> Data provided:
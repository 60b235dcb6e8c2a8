//! Workflow execution command.
//!
//! Wires a replay script's providers into the engine and runs one document
//! to completion. Ctrl-C aborts the run cooperatively, so the artifact trail
//! is flushed before the process exits.

use std::collections::HashMap;
use std::path::Path;

use anyhow::{bail, Context, Result};
use comfy_table::{presets, Cell, Color, ContentArrangement, Table};
use console::style;
use serde_json::Value;

use pagewright_core::workflow::validate::{parse_document, DocumentError};
use pagewright_infra::replay::ReplayScript;
use pagewright_types::run::RunStatus;

use crate::state::AppState;

/// Execute a workflow file against scripted providers.
///
/// # Examples
///
/// ```bash
/// pwright run workflows/mail-triage.json --replay scripts/happy-path.json
/// pwright run workflows/mail-triage.json --replay s.json --var batchSize=5
/// ```
#[allow(clippy::too_many_arguments)]
pub async fn run_workflow(
    state: &AppState,
    file: &Path,
    vars: &[String],
    replay: Option<&Path>,
    timeout_secs: Option<u64>,
    show_cache: bool,
    json: bool,
) -> Result<()> {
    let text = tokio::fs::read_to_string(file)
        .await
        .with_context(|| format!("reading {}", file.display()))?;

    let mut document = match parse_document(&text) {
        Ok(document) => document,
        Err(DocumentError::Parse(message)) => bail!("cannot parse {}: {message}", file.display()),
        Err(err @ DocumentError::Invalid(_)) => {
            let codes: Vec<&str> = err.issues().iter().map(|i| i.code.as_str()).collect();
            bail!(
                "{err} [{}]; run `pwright validate {}` for details",
                codes.join(", "),
                file.display()
            );
        }
    };

    if let Some(secs) = timeout_secs {
        document.config.execution_timeout_ms = secs.saturating_mul(1000);
    }

    let initial = parse_vars(vars)?;

    let (browser, cognition) = match replay {
        Some(script_path) => {
            let script = ReplayScript::load(script_path)
                .await
                .with_context(|| format!("loading replay script {}", script_path.display()))?;
            script.into_providers()
        }
        None => bail!(
            "no live browser backend is wired into this build; \
             supply --replay <script.json> with scripted provider responses"
        ),
    };

    let engine = state.engine(browser, cognition);

    // Ctrl-C aborts cooperatively instead of killing the process, so
    // in-flight artifacts land in the store before we exit.
    let abort_engine = engine.clone();
    let ctrl_c = tokio::spawn(async move {
        if tokio::signal::ctrl_c().await.is_ok() {
            for execution_id in abort_engine.active_runs() {
                abort_engine.abort(execution_id);
            }
        }
    });

    let outcome = engine.run(&document, initial).await;
    ctrl_c.abort();

    if json {
        println!("{}", serde_json::to_string_pretty(&outcome)?);
    } else {
        render_outcome(&outcome);
        if show_cache {
            render_cache(engine.selector_cache().entries());
        }
    }

    if outcome.status != RunStatus::Succeeded {
        std::process::exit(1);
    }
    Ok(())
}

/// Parse `KEY=VALUE` pairs; values parse as JSON first, raw string second, so
/// `--var limit=5` yields a number and `--var folder=Inbox` a string.
fn parse_vars(vars: &[String]) -> Result<HashMap<String, Value>> {
    let mut initial = HashMap::new();
    for var in vars {
        let Some((key, raw)) = var.split_once('=') else {
            bail!("--var expects KEY=VALUE, got {var:?}");
        };
        if key.is_empty() {
            bail!("--var expects a non-empty key, got {var:?}");
        }
        let value = serde_json::from_str(raw).unwrap_or_else(|_| Value::String(raw.to_string()));
        initial.insert(key.to_string(), value);
    }
    Ok(initial)
}

fn render_outcome(outcome: &pagewright_types::run::RunOutcome) {
    let status = match outcome.status {
        RunStatus::Succeeded => style("succeeded").green().bold(),
        RunStatus::Failed => style("failed").red().bold(),
        RunStatus::Escalated => style("escalated").yellow().bold(),
        RunStatus::Aborted => style("aborted").yellow().bold(),
    };
    let duration_ms = (outcome.finished_at - outcome.started_at)
        .num_milliseconds()
        .max(0);

    println!();
    println!(
        "  {} run {} {} in {duration_ms} ms",
        status,
        style(&outcome.workflow_id).cyan(),
        style(outcome.execution_id).dim(),
    );

    if !outcome.visited.is_empty() {
        println!("  path: {}", outcome.visited.join(" → "));
    }
    if let Some(error) = &outcome.error {
        println!("  {} {error}", style("error:").red());
    }
    if let Some(node) = &outcome.failed_node {
        println!("  stopped at: {}", style(node).cyan());
    }
    if let Some(artifact) = &outcome.last_artifact {
        println!(
            "  last artifact: {artifact} (pwright artifacts {})",
            outcome.execution_id
        );
    }
    println!();
}

fn render_cache(
    entries: Vec<(
        pagewright_types::selector::CacheKey,
        pagewright_types::selector::SelectorCacheEntry,
    )>,
) {
    if entries.is_empty() {
        println!("  {} no selectors learned in this run", style("i").blue().bold());
        println!();
        return;
    }

    let mut table = Table::new();
    table.load_preset(presets::UTF8_FULL_CONDENSED);
    table.set_content_arrangement(ContentArrangement::Dynamic);

    table.set_header(vec![
        Cell::new("Domain").fg(Color::White),
        Cell::new("Kind").fg(Color::White),
        Cell::new("Selector").fg(Color::White),
        Cell::new("Tier").fg(Color::White),
        Cell::new("Reliability").fg(Color::White),
        Cell::new("Uses").fg(Color::White),
    ]);

    for (key, entry) in &entries {
        table.add_row(vec![
            Cell::new(&key.domain).fg(Color::Cyan),
            Cell::new(key.action_kind.as_str()).fg(Color::White),
            Cell::new(&entry.selector).fg(Color::White),
            Cell::new(entry.tier.as_str()).fg(Color::Magenta),
            Cell::new(format!("{:.2}", entry.reliability)).fg(Color::Yellow),
            Cell::new(entry.usage_count).fg(Color::DarkGrey),
        ]);
    }

    println!("  Selectors learned this run");
    println!();
    println!("{table}");
    println!();
}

> What to work on: Please go through the data and copy each line containing the word "process".

> Output for this task:
//! is flushed before the process exits.
    // Ctrl-C aborts cooperatively instead of killing the process, so
        std::process::exit(1);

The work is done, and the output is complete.